When a line in the material contains the word "retain", copy it.
___ DATA ___
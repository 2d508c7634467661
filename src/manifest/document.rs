//! Manifest document (de)serialization.
//!
//! The document is a YAML mapping from package id to its options:
//!
//! ```yaml
//! Git.Git:
//! Microsoft.PowerToys:
//!   pin: "0.81.0"
//!   pinType: blocking
//! Old.Tool:
//!   uninstall: true
//! ```
//!
//! Entries are written sorted by id, fields at their default are omitted and
//! a bare entry is written as an empty value. Unknown fields are ignored.

use crate::core::types::{InstallerOptions, PackageDefinition, id_key, non_empty, same_id};
use crate::error::{Result, SyncError};
use serde::de::{self, MapAccess, Visitor};
use serde::ser::SerializeMap;
use serde::{Deserialize, Deserializer, Serialize, Serializer};
use std::fmt;

#[derive(Debug, Default, Serialize, Deserialize)]
#[serde(rename_all = "camelCase", default)]
struct ManifestEntry {
    #[serde(
        deserialize_with = "scalar_string",
        skip_serializing_if = "Option::is_none"
    )]
    version: Option<String>,
    #[serde(
        deserialize_with = "scalar_string",
        skip_serializing_if = "Option::is_none"
    )]
    pin: Option<String>,
    #[serde(skip_serializing_if = "Option::is_none")]
    pin_type: Option<String>,
    #[serde(skip_serializing_if = "is_false")]
    uninstall: bool,

    #[serde(skip_serializing_if = "Option::is_none")]
    scope: Option<String>,
    #[serde(skip_serializing_if = "Option::is_none")]
    architecture: Option<String>,
    #[serde(skip_serializing_if = "Option::is_none")]
    location: Option<String>,
    #[serde(skip_serializing_if = "Option::is_none")]
    locale: Option<String>,
    #[serde(skip_serializing_if = "Option::is_none")]
    header: Option<String>,
    #[serde(skip_serializing_if = "Option::is_none")]
    installer_type: Option<String>,
    #[serde(skip_serializing_if = "Option::is_none")]
    custom: Option<String>,
    #[serde(rename = "override", skip_serializing_if = "Option::is_none")]
    override_args: Option<String>,
    #[serde(skip_serializing_if = "Option::is_none")]
    log: Option<String>,

    #[serde(skip_serializing_if = "is_false")]
    force: bool,
    #[serde(skip_serializing_if = "is_false")]
    skip_dependencies: bool,
    #[serde(skip_serializing_if = "is_false")]
    allow_hash_mismatch: bool,
    #[serde(skip_serializing_if = "is_false")]
    accept_package_agreements: bool,
    #[serde(skip_serializing_if = "is_false")]
    accept_source_agreements: bool,
    #[serde(skip_serializing_if = "is_false")]
    interactive: bool,
    #[serde(skip_serializing_if = "is_false")]
    silent: bool,
}

fn is_false(value: &bool) -> bool {
    !*value
}

fn clean(value: Option<String>) -> Option<String> {
    non_empty(value.as_deref()).map(str::to_string)
}

impl ManifestEntry {
    fn into_definition(self, id: String) -> PackageDefinition {
        PackageDefinition {
            id,
            version: clean(self.version),
            pin: clean(self.pin),
            pin_type: clean(self.pin_type),
            uninstall: self.uninstall,
            options: InstallerOptions {
                scope: clean(self.scope),
                architecture: clean(self.architecture),
                location: clean(self.location),
                locale: clean(self.locale),
                header: clean(self.header),
                installer_type: clean(self.installer_type),
                custom: clean(self.custom),
                override_args: clean(self.override_args),
                log: clean(self.log),
                force: self.force,
                skip_dependencies: self.skip_dependencies,
                allow_hash_mismatch: self.allow_hash_mismatch,
                accept_package_agreements: self.accept_package_agreements,
                accept_source_agreements: self.accept_source_agreements,
                interactive: self.interactive,
                silent: self.silent,
            },
        }
    }

    fn from_definition(definition: &PackageDefinition) -> Self {
        let options = &definition.options;
        Self {
            version: clean(definition.version.clone()),
            pin: clean(definition.pin.clone()),
            pin_type: clean(definition.pin_type.clone()),
            uninstall: definition.uninstall,
            scope: clean(options.scope.clone()),
            architecture: clean(options.architecture.clone()),
            location: clean(options.location.clone()),
            locale: clean(options.locale.clone()),
            header: clean(options.header.clone()),
            installer_type: clean(options.installer_type.clone()),
            custom: clean(options.custom.clone()),
            override_args: clean(options.override_args.clone()),
            log: clean(options.log.clone()),
            force: options.force,
            skip_dependencies: options.skip_dependencies,
            allow_hash_mismatch: options.allow_hash_mismatch,
            accept_package_agreements: options.accept_package_agreements,
            accept_source_agreements: options.accept_source_agreements,
            interactive: options.interactive,
            silent: options.silent,
        }
    }
}

/// Accept `version: "1.2"` and integer versions such as `version: 12`.
fn scalar_string<'de, D>(deserializer: D) -> std::result::Result<Option<String>, D::Error>
where
    D: Deserializer<'de>,
{
    struct ScalarVisitor;

    impl<'de> Visitor<'de> for ScalarVisitor {
        type Value = Option<String>;

        fn expecting(&self, f: &mut fmt::Formatter) -> fmt::Result {
            f.write_str("a version string or number")
        }

        fn visit_str<E: de::Error>(self, v: &str) -> std::result::Result<Self::Value, E> {
            Ok(Some(v.to_string()))
        }

        fn visit_string<E: de::Error>(self, v: String) -> std::result::Result<Self::Value, E> {
            Ok(Some(v))
        }

        fn visit_i64<E: de::Error>(self, v: i64) -> std::result::Result<Self::Value, E> {
            Ok(Some(v.to_string()))
        }

        fn visit_u64<E: de::Error>(self, v: u64) -> std::result::Result<Self::Value, E> {
            Ok(Some(v.to_string()))
        }

        // `1.10` has already become `1.1` here.
        fn visit_f64<E: de::Error>(self, v: f64) -> std::result::Result<Self::Value, E> {
            Err(E::custom(format!(
                "unquoted decimal version {} is ambiguous (write it as a quoted string, e.g. \"{}\")",
                v, v
            )))
        }

        fn visit_none<E: de::Error>(self) -> std::result::Result<Self::Value, E> {
            Ok(None)
        }

        fn visit_unit<E: de::Error>(self) -> std::result::Result<Self::Value, E> {
            Ok(None)
        }

        fn visit_some<D2>(self, deserializer: D2) -> std::result::Result<Self::Value, D2::Error>
        where
            D2: Deserializer<'de>,
        {
            deserializer.deserialize_any(self)
        }
    }

    deserializer.deserialize_any(ScalarVisitor)
}

/// Top-level mapping; duplicate ids collapse to the last value.
struct ManifestDocument(Vec<PackageDefinition>);

impl<'de> Deserialize<'de> for ManifestDocument {
    fn deserialize<D: Deserializer<'de>>(deserializer: D) -> std::result::Result<Self, D::Error> {
        struct DocumentVisitor;

        impl<'de> Visitor<'de> for DocumentVisitor {
            type Value = ManifestDocument;

            fn expecting(&self, f: &mut fmt::Formatter) -> fmt::Result {
                f.write_str("a mapping from package id to package options")
            }

            fn visit_unit<E: de::Error>(self) -> std::result::Result<Self::Value, E> {
                Ok(ManifestDocument(Vec::new()))
            }

            fn visit_map<A: MapAccess<'de>>(
                self,
                mut map: A,
            ) -> std::result::Result<Self::Value, A::Error> {
                let mut packages: Vec<PackageDefinition> = Vec::new();
                while let Some(id) = map.next_key::<String>()? {
                    let id = id.trim().to_string();
                    if id.is_empty() {
                        return Err(de::Error::custom("package id must not be empty"));
                    }
                    let entry = map.next_value::<Option<ManifestEntry>>()?.unwrap_or_default();
                    packages.retain(|p| !same_id(&p.id, &id));
                    packages.push(entry.into_definition(id));
                }
                Ok(ManifestDocument(packages))
            }
        }

        deserializer.deserialize_any(DocumentVisitor)
    }
}

struct SortedManifest<'a>(Vec<&'a PackageDefinition>);

impl Serialize for SortedManifest<'_> {
    fn serialize<S: Serializer>(&self, serializer: S) -> std::result::Result<S::Ok, S::Error> {
        let mut map = serializer.serialize_map(Some(self.0.len()))?;
        for definition in &self.0 {
            let entry = if definition.is_bare() {
                None
            } else {
                Some(ManifestEntry::from_definition(definition))
            };
            map.serialize_entry(&definition.id, &entry)?;
        }
        map.end()
    }
}

/// Parse a manifest document. Empty or missing content yields no packages.
pub fn parse_manifest(content: &str, source_name: &str) -> Result<Vec<PackageDefinition>> {
    let has_content = content
        .lines()
        .map(str::trim)
        .any(|line| !line.is_empty() && !line.starts_with('#') && line != "---");
    if !has_content {
        return Ok(Vec::new());
    }

    let document: Option<ManifestDocument> =
        serde_yml::from_str(content).map_err(|e| SyncError::ManifestParse {
            source_name: source_name.to_string(),
            message: e.to_string(),
        })?;

    Ok(document.map(|d| d.0).unwrap_or_default())
}

/// Render packages as a manifest document, sorted by id.
pub fn render_manifest(packages: &[PackageDefinition]) -> Result<String> {
    let mut sorted: Vec<&PackageDefinition> = Vec::with_capacity(packages.len());
    for definition in packages {
        sorted.retain(|p| !same_id(&p.id, &definition.id));
        sorted.push(definition);
    }
    sorted.sort_by(|a, b| id_key(&a.id).cmp(&id_key(&b.id)).then_with(|| a.id.cmp(&b.id)));

    Ok(serde_yml::to_string(&SortedManifest(sorted))?)
}
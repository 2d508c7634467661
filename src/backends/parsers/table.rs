//! Parser for the package manager's fixed-width tables.
//!
//! ```text
//! Name             Id                Version  Available Source
//! -------------------------------------------------------------
//! Git              Git.Git           2.43.0   2.44.0    winget
//! ```
//!
//! Column boundaries come from the display column where each expected
//! title starts in the header line. A second header/separator pair (the "explicit targeting"
//! section some versions print) restarts column detection.

use crate::error::{Result, SyncError};
use regex::Regex;
use std::sync::LazyLock;

static SEPARATOR: LazyLock<std::result::Result<Regex, regex::Error>> =
    LazyLock::new(|| Regex::new(r"^\s*-{3,}\s*$"));

fn separator() -> Result<&'static Regex> {
    SEPARATOR
        .as_ref()
        .map_err(|e| SyncError::Other(format!("table separator pattern: {}", e)))
}

/// One data row, cells keyed by column title.
#[derive(Debug, Clone, PartialEq, Eq)]
pub struct TableRow {
    cells: Vec<(String, String)>,
}

impl TableRow {
    /// Trimmed cell text; `None` for a missing column or an empty cell.
    pub fn get(&self, title: &str) -> Option<&str> {
        self.cells
            .iter()
            .find(|(name, _)| name == title)
            .map(|(_, value)| value.as_str())
            .filter(|value| !value.is_empty())
    }
}

#[derive(Debug)]
struct Column {
    title: String,
    start: usize,
}

/// Keep only what the terminal would show after progress spinners redraw.
fn visible(line: &str) -> &str {
    line.rsplit('\r').next().unwrap_or(line).trim_end()
}

/// Terminal cells taken by `text`; CJK and other wide characters count twice.
fn display_width(text: &str) -> usize {
    console::measure_text_width(text)
}

fn locate_columns(header: &str, titles: &[&str]) -> Option<Vec<Column>> {
    let mut columns: Vec<Column> = titles
        .iter()
        .filter_map(|title| {
            header.find(title).map(|byte_idx| Column {
                title: title.to_string(),
                start: display_width(&header[..byte_idx]),
            })
        })
        .collect();

    if columns.is_empty() {
        return None;
    }
    columns.sort_by_key(|c| c.start);
    Some(columns)
}

/// Assign each character to the column whose start is at or left of the
/// display column the character begins in.
fn split_row(line: &str, columns: &[Column]) -> TableRow {
    let mut values = vec![String::new(); columns.len()];
    let mut at = 0;
    let mut buf = [0u8; 4];

    for ch in line.chars() {
        if let Some(idx) = columns.iter().rposition(|c| c.start <= at) {
            values[idx].push(ch);
        }
        at += display_width(ch.encode_utf8(&mut buf));
    }

    let cells = columns
        .iter()
        .zip(values)
        .map(|(column, value)| (column.title.clone(), value.trim().to_string()))
        .collect();
    TableRow { cells }
}

/// Parse every table in `output`.
///
/// The first of `required` is the key column: a header without it is not a
/// table we understand. Rows with any required cell empty, or with
/// whitespace in the key, are dropped (footers, wrapped text). Returns
/// `None` when no table was found at all.
pub fn parse_table(
    output: &str,
    titles: &[&str],
    required: &[&str],
) -> Result<Option<Vec<TableRow>>> {
    let separator = separator()?;
    let Some(&key_column) = required.first() else {
        return Err(SyncError::Other("table key column not given".into()));
    };
    let lines: Vec<&str> = output.lines().map(visible).collect();

    let mut found = false;
    let mut rows = Vec::new();
    let mut columns: Option<Vec<Column>> = None;

    let mut i = 0;
    while i < lines.len() {
        let line = lines[i];
        let next_is_separator = lines.get(i + 1).is_some_and(|next| separator.is_match(next));

        if next_is_separator {
            columns = locate_columns(line, titles)
                .filter(|cols| cols.iter().any(|c| c.title == key_column));
            found |= columns.is_some();
            i += 2;
            continue;
        }

        if let Some(cols) = &columns
            && !line.trim().is_empty()
        {
            let row = split_row(line, cols);
            let key_ok = row
                .get(key_column)
                .is_some_and(|key| !key.chars().any(char::is_whitespace));
            let complete = required
                .iter()
                .filter(|title| cols.iter().any(|c| c.title == **title))
                .all(|title| row.get(title).is_some());
            if key_ok && complete {
                rows.push(row);
            }
        }
        i += 1;
    }

    Ok(found.then_some(rows))
}

#[cfg(test)]
mod tests;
___
• TASK RESPONSE:
                    packages.retain(|p| !same_id(&p.id, &id));
        sorted.retain(|p| !same_id(&p.id, &definition.id));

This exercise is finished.